» LISTED RECORDS
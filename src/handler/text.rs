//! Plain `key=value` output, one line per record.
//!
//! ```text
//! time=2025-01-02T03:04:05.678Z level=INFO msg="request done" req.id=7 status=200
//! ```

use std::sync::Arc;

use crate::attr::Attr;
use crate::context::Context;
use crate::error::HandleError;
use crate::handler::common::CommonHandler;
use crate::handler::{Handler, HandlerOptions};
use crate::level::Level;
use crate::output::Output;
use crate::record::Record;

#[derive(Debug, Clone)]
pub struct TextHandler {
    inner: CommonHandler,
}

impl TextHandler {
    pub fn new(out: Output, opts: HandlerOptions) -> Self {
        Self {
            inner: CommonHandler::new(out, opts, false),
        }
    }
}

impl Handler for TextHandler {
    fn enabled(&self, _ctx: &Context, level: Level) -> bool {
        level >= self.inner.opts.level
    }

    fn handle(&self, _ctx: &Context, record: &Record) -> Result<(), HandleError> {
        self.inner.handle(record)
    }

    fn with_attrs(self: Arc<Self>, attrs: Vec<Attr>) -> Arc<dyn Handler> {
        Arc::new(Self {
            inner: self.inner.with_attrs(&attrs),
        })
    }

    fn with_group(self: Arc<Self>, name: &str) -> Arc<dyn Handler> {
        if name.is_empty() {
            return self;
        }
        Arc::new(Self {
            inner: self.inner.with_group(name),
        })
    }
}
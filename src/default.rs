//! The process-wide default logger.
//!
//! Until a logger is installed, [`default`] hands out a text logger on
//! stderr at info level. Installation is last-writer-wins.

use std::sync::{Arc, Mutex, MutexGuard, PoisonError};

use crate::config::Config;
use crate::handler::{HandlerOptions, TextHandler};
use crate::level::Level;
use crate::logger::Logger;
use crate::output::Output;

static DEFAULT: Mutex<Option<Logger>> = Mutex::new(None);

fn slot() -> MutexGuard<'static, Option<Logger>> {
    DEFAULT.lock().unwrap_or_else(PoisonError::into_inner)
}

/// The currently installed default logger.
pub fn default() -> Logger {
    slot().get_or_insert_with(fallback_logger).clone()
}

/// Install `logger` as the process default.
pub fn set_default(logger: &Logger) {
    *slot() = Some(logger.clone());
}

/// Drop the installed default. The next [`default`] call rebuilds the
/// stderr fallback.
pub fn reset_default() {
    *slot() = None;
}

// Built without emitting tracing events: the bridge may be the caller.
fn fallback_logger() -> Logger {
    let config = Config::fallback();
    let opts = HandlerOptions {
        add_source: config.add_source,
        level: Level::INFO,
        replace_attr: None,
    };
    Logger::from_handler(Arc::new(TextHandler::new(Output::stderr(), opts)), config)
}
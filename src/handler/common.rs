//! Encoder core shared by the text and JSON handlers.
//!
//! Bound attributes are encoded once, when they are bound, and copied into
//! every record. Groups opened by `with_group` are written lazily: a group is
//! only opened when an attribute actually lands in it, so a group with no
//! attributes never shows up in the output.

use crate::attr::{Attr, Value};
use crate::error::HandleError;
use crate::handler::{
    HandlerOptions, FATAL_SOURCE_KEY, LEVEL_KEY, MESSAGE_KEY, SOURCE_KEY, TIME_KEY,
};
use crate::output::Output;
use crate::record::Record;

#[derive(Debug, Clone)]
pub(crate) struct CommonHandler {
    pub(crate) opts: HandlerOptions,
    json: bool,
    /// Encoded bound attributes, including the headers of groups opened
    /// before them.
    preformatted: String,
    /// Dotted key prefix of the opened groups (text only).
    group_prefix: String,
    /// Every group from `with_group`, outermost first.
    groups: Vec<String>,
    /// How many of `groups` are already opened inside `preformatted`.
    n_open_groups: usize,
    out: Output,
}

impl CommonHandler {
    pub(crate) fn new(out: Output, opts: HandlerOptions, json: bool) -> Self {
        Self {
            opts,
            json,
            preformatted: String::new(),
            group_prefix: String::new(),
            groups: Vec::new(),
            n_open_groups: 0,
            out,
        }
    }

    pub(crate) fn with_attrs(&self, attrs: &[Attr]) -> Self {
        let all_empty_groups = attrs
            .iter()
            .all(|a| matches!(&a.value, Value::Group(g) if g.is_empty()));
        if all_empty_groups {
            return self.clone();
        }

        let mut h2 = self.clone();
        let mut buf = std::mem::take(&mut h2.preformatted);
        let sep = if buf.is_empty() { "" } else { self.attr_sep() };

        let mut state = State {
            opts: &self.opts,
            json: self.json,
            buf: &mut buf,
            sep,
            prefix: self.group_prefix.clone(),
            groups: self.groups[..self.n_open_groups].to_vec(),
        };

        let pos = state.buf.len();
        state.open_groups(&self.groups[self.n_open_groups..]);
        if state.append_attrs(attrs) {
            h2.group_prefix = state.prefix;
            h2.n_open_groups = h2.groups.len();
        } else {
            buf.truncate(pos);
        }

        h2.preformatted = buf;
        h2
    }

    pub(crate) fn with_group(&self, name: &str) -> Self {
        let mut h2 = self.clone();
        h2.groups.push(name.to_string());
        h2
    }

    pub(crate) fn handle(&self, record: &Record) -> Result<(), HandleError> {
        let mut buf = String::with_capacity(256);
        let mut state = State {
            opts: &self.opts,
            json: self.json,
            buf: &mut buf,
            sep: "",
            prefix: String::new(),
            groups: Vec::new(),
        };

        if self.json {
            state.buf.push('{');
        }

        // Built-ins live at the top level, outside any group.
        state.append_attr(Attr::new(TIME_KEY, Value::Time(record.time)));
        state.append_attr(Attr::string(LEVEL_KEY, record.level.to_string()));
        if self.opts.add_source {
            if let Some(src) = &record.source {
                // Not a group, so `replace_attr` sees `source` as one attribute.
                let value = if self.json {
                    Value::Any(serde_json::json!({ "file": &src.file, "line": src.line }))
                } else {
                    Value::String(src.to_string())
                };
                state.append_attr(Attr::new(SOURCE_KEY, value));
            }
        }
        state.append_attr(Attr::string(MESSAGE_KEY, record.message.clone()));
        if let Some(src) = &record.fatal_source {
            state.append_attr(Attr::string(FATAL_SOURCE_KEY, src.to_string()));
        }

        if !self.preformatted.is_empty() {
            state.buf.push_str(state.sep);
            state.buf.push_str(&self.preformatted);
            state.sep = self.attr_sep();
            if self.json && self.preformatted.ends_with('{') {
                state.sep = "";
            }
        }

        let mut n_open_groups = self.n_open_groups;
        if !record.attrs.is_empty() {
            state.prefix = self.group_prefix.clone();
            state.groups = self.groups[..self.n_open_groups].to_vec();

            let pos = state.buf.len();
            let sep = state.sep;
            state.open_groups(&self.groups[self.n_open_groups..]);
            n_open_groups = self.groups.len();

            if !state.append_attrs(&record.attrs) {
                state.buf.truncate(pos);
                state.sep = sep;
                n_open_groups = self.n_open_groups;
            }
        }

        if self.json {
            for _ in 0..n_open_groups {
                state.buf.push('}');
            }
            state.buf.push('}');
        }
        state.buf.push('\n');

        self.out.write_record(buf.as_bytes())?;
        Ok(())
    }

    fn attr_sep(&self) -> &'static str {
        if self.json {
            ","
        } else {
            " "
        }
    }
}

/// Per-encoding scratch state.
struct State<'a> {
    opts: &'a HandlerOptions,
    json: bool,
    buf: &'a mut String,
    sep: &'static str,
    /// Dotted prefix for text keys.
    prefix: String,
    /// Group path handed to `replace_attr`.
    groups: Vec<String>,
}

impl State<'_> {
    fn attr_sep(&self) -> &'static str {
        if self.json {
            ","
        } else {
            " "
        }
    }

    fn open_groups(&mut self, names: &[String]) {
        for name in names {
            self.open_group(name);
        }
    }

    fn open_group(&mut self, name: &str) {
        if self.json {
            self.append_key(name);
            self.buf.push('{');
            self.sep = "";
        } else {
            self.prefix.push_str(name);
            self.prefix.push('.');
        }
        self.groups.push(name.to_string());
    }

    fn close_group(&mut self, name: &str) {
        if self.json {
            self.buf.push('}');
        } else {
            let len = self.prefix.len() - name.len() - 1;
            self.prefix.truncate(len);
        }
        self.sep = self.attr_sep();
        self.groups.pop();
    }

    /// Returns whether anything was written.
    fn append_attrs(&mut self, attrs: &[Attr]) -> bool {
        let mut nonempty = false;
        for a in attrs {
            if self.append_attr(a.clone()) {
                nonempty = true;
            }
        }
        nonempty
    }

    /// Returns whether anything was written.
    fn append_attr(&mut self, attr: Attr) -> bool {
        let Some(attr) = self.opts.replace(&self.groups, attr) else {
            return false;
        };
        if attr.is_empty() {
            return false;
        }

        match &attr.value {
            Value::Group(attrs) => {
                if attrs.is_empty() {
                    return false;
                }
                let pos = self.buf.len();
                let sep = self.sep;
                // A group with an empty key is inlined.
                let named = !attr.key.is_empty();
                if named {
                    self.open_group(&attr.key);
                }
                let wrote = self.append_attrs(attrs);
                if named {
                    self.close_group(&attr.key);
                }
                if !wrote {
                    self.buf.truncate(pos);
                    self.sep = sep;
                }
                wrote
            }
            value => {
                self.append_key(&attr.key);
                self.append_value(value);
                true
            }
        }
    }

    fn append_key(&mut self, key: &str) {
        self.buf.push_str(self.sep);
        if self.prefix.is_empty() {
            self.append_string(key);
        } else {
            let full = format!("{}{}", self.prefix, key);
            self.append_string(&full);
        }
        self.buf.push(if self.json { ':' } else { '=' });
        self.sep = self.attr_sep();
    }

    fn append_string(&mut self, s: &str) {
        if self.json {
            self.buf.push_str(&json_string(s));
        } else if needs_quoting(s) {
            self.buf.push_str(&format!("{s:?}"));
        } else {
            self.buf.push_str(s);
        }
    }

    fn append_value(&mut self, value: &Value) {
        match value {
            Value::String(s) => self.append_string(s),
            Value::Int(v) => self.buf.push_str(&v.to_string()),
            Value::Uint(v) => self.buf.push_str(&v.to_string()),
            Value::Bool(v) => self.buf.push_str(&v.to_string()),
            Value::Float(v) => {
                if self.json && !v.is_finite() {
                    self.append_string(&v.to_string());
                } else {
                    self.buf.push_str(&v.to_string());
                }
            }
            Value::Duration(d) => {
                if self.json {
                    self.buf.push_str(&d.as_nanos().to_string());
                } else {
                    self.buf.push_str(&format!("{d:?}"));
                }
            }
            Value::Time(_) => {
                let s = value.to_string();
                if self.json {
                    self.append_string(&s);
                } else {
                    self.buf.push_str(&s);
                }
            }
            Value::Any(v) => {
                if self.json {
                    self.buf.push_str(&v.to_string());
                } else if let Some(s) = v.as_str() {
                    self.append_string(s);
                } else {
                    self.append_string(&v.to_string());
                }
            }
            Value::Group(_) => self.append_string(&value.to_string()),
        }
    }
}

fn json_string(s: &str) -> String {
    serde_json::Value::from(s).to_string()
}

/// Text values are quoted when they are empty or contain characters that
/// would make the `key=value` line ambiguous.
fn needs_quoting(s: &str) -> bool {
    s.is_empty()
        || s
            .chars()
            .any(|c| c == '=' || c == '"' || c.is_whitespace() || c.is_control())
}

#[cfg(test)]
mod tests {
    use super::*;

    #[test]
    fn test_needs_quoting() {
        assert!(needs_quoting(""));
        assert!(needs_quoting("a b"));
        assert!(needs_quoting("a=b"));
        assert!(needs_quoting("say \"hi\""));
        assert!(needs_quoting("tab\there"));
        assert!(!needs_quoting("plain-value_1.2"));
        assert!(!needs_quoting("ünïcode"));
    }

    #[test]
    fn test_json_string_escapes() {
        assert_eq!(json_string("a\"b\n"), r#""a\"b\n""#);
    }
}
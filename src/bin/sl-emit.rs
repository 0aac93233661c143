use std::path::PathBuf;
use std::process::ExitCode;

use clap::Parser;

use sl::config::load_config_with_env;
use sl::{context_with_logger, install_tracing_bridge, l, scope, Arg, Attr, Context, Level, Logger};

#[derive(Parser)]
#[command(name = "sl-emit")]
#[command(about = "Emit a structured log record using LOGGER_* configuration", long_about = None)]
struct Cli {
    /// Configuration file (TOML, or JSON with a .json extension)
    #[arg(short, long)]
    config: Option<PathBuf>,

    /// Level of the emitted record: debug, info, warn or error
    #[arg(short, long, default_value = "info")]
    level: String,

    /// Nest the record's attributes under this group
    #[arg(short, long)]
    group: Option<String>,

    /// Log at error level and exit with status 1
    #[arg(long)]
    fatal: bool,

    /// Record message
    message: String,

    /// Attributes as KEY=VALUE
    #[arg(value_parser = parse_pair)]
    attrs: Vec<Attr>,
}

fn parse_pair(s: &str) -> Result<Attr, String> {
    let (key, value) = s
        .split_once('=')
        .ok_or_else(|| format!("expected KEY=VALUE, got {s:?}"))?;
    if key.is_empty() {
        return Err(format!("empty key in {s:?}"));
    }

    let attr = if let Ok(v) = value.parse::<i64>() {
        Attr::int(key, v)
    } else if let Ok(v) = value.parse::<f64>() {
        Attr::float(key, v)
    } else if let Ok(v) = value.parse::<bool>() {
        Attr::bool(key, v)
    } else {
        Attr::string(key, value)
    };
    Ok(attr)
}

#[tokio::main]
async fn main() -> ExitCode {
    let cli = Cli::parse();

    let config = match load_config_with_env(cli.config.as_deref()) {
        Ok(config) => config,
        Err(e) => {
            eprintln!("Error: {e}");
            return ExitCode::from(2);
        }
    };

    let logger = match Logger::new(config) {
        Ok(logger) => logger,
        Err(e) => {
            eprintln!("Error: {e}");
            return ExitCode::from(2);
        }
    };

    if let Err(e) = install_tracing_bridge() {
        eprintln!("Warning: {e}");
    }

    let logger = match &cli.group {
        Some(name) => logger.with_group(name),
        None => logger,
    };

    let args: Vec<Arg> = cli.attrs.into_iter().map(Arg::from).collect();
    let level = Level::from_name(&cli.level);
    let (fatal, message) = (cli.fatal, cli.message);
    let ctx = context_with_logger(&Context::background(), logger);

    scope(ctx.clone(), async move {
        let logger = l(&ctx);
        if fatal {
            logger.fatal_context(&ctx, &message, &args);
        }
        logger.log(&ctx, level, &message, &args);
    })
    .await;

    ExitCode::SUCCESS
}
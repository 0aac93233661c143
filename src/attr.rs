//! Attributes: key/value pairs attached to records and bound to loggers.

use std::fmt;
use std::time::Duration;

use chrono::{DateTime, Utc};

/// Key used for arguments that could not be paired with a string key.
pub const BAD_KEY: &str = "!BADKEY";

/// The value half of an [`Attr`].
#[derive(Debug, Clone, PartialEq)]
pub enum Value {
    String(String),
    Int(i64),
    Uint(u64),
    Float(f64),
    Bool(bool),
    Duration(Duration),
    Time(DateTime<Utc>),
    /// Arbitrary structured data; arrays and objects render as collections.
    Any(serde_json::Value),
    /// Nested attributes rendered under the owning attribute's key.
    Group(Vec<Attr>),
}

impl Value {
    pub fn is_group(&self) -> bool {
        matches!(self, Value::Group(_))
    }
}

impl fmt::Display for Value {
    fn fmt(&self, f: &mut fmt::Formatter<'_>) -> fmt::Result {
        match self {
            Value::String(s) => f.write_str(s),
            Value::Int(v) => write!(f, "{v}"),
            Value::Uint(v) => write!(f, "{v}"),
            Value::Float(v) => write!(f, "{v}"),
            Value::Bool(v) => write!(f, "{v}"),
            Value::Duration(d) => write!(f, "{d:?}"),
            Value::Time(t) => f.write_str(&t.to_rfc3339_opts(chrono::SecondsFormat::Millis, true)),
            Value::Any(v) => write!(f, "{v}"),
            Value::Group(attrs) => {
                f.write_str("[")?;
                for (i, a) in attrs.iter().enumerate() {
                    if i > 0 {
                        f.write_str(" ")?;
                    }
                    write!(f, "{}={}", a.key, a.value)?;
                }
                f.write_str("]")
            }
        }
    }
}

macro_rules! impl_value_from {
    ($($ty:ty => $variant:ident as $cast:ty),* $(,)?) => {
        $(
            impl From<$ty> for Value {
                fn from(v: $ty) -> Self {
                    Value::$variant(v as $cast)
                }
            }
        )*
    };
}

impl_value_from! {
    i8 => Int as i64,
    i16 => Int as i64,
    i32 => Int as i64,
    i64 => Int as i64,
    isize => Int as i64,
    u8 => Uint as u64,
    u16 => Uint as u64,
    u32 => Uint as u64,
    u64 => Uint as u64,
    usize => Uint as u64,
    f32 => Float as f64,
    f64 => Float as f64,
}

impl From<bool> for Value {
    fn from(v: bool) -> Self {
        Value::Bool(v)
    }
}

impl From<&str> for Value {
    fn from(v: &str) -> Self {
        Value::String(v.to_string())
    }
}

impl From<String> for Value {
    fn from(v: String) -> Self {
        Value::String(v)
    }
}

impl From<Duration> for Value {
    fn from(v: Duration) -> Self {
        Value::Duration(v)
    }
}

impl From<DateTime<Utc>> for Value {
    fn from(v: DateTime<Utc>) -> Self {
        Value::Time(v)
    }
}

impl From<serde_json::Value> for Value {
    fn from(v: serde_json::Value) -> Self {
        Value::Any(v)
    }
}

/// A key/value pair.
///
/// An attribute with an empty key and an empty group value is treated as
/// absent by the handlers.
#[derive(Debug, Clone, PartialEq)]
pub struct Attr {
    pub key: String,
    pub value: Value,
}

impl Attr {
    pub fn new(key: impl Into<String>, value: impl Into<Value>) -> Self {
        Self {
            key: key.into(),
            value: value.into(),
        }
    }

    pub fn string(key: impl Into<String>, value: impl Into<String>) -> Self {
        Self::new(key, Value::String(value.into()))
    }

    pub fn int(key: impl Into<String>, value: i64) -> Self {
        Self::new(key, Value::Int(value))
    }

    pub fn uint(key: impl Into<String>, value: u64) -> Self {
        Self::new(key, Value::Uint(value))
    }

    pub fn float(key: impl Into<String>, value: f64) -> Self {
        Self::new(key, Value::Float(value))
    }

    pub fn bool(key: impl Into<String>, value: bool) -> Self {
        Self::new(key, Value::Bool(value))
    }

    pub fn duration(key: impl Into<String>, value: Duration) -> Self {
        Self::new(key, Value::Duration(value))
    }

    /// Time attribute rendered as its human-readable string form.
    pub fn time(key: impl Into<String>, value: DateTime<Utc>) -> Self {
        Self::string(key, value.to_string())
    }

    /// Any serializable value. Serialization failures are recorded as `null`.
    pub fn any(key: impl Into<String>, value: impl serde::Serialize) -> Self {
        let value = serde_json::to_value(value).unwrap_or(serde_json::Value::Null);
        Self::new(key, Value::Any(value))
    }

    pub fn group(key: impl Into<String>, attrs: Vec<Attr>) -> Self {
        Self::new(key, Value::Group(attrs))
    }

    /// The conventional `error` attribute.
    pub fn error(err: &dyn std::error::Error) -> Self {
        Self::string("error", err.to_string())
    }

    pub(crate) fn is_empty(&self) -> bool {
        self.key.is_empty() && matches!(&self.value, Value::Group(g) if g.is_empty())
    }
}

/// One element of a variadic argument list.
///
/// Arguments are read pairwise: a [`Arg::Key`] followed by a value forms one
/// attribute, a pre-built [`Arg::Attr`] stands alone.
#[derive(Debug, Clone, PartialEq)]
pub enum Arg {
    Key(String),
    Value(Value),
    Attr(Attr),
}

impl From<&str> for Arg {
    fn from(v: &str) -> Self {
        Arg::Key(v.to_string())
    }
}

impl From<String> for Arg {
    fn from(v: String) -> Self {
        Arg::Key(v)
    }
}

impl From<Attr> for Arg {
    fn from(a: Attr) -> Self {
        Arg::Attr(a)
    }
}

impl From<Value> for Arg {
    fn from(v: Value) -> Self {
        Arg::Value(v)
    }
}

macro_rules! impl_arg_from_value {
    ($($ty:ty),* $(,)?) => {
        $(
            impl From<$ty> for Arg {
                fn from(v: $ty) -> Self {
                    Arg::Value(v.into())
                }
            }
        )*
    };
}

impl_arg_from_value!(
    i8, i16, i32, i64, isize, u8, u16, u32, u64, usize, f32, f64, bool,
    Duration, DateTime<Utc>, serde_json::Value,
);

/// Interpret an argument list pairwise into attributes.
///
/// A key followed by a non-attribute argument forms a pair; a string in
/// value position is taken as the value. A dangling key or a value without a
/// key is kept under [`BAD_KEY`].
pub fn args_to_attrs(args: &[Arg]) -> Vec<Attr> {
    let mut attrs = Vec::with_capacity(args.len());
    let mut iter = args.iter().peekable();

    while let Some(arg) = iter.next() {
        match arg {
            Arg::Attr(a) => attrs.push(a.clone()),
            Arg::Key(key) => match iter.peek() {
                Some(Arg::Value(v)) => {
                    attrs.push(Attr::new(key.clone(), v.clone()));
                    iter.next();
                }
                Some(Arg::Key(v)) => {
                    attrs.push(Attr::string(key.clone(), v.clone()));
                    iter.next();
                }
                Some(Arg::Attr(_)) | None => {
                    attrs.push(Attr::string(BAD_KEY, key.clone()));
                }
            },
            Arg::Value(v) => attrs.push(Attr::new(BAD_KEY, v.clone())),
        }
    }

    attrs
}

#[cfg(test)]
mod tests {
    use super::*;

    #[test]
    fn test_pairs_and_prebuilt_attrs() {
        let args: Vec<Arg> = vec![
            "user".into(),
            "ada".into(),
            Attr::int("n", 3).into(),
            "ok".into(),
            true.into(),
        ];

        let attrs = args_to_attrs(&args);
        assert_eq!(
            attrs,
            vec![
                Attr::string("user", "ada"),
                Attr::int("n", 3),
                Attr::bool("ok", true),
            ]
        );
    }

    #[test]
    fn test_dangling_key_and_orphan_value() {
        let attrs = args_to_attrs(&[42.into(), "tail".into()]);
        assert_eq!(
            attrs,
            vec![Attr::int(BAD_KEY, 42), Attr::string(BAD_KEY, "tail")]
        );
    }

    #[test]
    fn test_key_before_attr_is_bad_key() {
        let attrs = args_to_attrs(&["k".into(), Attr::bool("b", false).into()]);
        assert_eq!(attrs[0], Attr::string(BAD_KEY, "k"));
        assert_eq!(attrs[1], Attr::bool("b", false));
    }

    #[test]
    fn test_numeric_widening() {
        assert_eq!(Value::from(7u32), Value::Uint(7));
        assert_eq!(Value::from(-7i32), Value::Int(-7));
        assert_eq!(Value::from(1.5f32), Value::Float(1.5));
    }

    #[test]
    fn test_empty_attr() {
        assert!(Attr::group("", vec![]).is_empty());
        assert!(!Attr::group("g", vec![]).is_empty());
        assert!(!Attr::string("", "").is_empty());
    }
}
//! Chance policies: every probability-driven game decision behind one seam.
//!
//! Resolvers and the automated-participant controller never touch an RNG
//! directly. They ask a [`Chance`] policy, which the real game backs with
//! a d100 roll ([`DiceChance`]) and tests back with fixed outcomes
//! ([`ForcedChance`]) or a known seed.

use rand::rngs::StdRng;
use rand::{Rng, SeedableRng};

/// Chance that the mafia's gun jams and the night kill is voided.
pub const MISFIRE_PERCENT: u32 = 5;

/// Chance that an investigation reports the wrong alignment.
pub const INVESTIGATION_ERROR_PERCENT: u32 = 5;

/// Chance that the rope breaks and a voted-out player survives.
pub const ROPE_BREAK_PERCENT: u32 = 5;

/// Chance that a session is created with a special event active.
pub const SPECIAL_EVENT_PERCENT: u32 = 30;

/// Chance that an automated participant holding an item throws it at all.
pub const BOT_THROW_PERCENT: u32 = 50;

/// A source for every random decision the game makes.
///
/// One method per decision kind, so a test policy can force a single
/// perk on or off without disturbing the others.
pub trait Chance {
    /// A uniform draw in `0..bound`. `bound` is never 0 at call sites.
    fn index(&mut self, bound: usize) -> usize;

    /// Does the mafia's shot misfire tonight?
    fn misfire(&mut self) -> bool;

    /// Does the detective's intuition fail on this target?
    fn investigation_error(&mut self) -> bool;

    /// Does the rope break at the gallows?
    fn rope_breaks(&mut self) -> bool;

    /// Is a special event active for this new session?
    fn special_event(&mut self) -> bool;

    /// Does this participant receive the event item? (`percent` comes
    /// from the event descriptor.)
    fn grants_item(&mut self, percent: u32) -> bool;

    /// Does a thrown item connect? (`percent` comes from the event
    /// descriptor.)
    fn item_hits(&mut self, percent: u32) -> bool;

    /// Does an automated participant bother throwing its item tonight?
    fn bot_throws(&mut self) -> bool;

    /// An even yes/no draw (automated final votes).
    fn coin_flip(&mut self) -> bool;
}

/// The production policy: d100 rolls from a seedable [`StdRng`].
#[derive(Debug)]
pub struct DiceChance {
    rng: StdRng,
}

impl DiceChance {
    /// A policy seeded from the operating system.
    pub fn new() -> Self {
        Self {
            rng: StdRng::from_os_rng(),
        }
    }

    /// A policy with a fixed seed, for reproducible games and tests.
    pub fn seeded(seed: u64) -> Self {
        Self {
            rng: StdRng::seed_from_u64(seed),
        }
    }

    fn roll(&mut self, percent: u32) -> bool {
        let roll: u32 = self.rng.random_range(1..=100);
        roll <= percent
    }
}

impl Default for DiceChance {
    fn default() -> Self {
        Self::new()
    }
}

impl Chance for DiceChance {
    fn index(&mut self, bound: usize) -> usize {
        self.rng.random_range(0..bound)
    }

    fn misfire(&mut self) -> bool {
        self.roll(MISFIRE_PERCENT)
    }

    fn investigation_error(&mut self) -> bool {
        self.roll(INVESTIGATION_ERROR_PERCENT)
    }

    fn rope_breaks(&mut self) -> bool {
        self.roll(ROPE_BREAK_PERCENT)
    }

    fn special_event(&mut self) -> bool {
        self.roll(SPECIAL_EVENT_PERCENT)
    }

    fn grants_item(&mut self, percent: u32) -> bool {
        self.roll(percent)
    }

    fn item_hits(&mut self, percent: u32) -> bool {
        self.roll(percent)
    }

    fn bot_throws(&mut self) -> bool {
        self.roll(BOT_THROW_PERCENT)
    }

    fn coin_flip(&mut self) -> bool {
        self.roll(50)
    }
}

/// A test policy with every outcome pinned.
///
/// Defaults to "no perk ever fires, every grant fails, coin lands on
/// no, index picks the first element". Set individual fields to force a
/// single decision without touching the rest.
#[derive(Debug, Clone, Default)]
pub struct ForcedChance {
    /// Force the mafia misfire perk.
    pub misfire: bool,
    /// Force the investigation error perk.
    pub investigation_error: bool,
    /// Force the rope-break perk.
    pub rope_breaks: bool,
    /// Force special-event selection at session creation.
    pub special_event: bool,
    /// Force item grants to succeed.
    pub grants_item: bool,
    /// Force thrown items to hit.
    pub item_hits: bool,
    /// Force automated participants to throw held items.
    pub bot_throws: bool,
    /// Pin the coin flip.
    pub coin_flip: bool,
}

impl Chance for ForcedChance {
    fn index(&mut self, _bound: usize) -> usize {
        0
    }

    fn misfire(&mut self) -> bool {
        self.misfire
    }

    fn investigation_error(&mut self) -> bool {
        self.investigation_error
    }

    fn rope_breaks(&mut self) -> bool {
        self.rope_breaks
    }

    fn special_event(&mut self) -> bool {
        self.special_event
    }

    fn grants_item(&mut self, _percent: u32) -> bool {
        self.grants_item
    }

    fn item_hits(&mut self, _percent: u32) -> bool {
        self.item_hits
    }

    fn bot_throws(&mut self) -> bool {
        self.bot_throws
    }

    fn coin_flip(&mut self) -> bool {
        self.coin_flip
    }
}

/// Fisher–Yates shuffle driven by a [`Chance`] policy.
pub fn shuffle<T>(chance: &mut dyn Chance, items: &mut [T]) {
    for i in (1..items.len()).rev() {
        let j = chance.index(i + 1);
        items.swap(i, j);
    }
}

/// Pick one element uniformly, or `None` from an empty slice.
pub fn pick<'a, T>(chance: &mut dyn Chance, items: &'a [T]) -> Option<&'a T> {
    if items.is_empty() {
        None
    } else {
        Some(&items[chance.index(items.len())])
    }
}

» YOUR ASSIGNMENT
Scan the material above for the word "Does", and copy every line in which it is found.

» RESPONSE BOX
    /// Does the mafia's shot misfire tonight?
    /// Does the detective's intuition fail on this target?
    /// Does the rope break at the gallows?
    /// Does this participant receive the event item? (`percent` comes
    /// Does a thrown item connect? (`percent` comes from the event
    /// Does an automated participant bother throwing its item tonight?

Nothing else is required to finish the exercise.